Exercise directions ::
Starting at the line that contains "pub enum Command", transcribe each line exactly through the last line of the data. Include nothing else.

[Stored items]
────────────────
// envoy-rs: environment variable manifest checker
//
// SPDX-FileCopyrightText: 2026 Romeo Ahmed
// SPDX-License-Identifier: GPL-3.0-or-later

//! Filesystem utilities: parallel source discovery and whole-file I/O.
//!
//! ```text
//! walk:  parallel_map_files()  ignore::WalkParallel + flume (multi-core)
//!        find_files()          eligible file list
//!        WalkOptions           skip dirs, exclude globs (wax), extensions
//! root:  find_project_root()   nearest ancestor with package.json
//!        display_relative()    forward-slash path relative to a root
//! io:    read_optional(), read_to_string(), write()
//! ```
//!
//! Every I/O failure carries the offending path as `FsError::IoError`.

pub mod root;
pub mod walk;


use std::io::ErrorKind;
use std::path::Path;

use crate::error::{EnvoyResult, FsError};

/// Returns true if `path` exists.
#[must_use]
pub fn exists<P: AsRef<Path>>(path: P) -> bool {
    path.as_ref().exists()
}

/// Reads a whole UTF-8 file.
///
/// # Errors
///
/// Returns `FsError::NotFound` if the file does not exist and
/// `FsError::IoError` if it cannot be read.
pub fn read_to_string<P: AsRef<Path>>(path: P) -> EnvoyResult<String> {
    read_optional(path.as_ref())?
        .ok_or_else(|| FsError::NotFound(path.as_ref().display().to_string()).into())
}

/// Reads a whole file as text, replacing invalid UTF-8 sequences with
/// U+FFFD instead of failing.
///
/// # Errors
///
/// Returns the underlying I/O error if the file cannot be read at all.
pub fn read_lossy<P: AsRef<Path>>(path: P) -> std::io::Result<String> {
    let bytes = std::fs::read(path)?;
    Ok(match String::from_utf8(bytes) {
        Ok(text) => text,
        Err(e) => String::from_utf8_lossy(e.as_bytes()).into_owned(),
    })
}

/// Reads a whole UTF-8 file, treating a missing file as `None`.
///
/// # Errors
///
/// Returns `FsError::IoError` if the file exists but cannot be read.
pub fn read_optional<P: AsRef<Path>>(path: P) -> EnvoyResult<Option<String>> {
    let path = path.as_ref();
    match std::fs::read_to_string(path) {
        Ok(content) => Ok(Some(content)),
        Err(e) if e.kind() == ErrorKind::NotFound => Ok(None),
        Err(e) => Err(FsError::io(path, e).into()),
    }
}

/// Replaces the whole content of a file.
///
/// # Errors
///
/// Returns `FsError::IoError` if the file cannot be written.
pub fn write<P: AsRef<Path>>(path: P, content: &str) -> EnvoyResult<()> {
    let path = path.as_ref();
    std::fs::write(path, content).map_err(|e| FsError::io(path, e).into())
}
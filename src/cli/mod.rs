// envoy-rs: environment variable manifest checker
//
// SPDX-FileCopyrightText: 2026 Romeo Ahmed
// SPDX-License-Identifier: GPL-3.0-or-later

//! CLI module for envoy-rs using clap derive.
//!
//! # Command Structure
//!
//! ```text
//! envoy [global options] <command>
//! init
//! check [--ci] [--json]
//! sync [--auto] [--remove] [--comments]
//! version
//! ```

pub mod check;
pub mod global;
pub mod sync;


use crate::cli::check::CheckArgs;
use crate::cli::global::GlobalOptions;
use crate::cli::sync::SyncArgs;
use clap::{Parser, Subcommand};

/// Environment variable manifest checker.
///
/// Finds the environment variables a JavaScript/TypeScript project reads and
/// keeps `.env.example` in step with them.
#[derive(Debug, Parser)]
#[command(
    name = "envoy",
    author,
    version,
    about = "Environment variable manifest checker",
    long_about = "envoy-rs Copyright (C) 2026 Romeo Ahmed\n\
                  This program comes with ABSOLUTELY NO WARRANTY\n\
                  This is free software, and you are welcome to redistribute it\n\
                  under certain conditions; see LICENSE for details.\n\n\
                  Scans JavaScript and TypeScript sources for environment\n\
                  variable reads (process.env, import.meta.env, Deno.env.get,\n\
                  destructuring) and compares them with .env.example and .env.\n\
                  Run `envoy check` for a report and `envoy sync --auto` to add\n\
                  missing variables to .env.example.",
    after_help = "CONFIG FILES:\n\n\
                  envoy reads `.envoyrc.json` and then `envoy.toml` from the\n\
                  scanned directory when present. A file passed with --config\n\
                  is loaded after those, and ENVOY_* environment variables\n\
                  (ENVOY_EXCLUDE=a/**,b/**) override all files."
)]
pub struct Cli {
    /// Global options shared by all commands
    #[command(flatten)]
    pub global: GlobalOptions,

    /// Command to execute
    #[command(subcommand)]
    pub command: Option<Command>,
}

/// Available commands.
#[derive(Debug, Subcommand)]
pub enum Command {
    /// Shows the version.
    #[command(visible_alias = "-v")]
    Version,

    /// Creates .env.example with a short header.
    Init,

    /// Checks for missing or unused environment variables.
    Check(CheckArgs),

    /// Synchronizes .env.example with the variables used in code.
    Sync(SyncArgs),
}

/// Parses command-line arguments.
#[must_use]
pub fn parse() -> Cli {
    Cli::parse()
}

/// Parses command-line arguments from an iterator.
pub fn parse_from<I, T>(iter: I) -> Cli
where
    I: IntoIterator<Item = T>,
    T: Into<std::ffi::OsString> + Clone,
{
    Cli::parse_from(iter)
}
────────────────
Result of this task ::
pub enum Command {
    /// Shows the version.
    #[command(visible_alias = "-v")]
    Version,

    /// Creates .env.example with a short header.
    Init,

    /// Checks for missing or unused environment variables.
    Check(CheckArgs),

    /// Synchronizes .env.example with the variables used in code.
    Sync(SyncArgs),
}

/// Parses command-line arguments.
#[must_use]
pub fn parse() -> Cli {
    Cli::parse()
}

/// Parses command-line arguments from an iterator.
pub fn parse_from<I, T>(iter: I) -> Cli
where
    I: IntoIterator<Item = T>,
    T: Into<std::ffi::OsString> + Clone,
{
    Cli::parse_from(iter)
}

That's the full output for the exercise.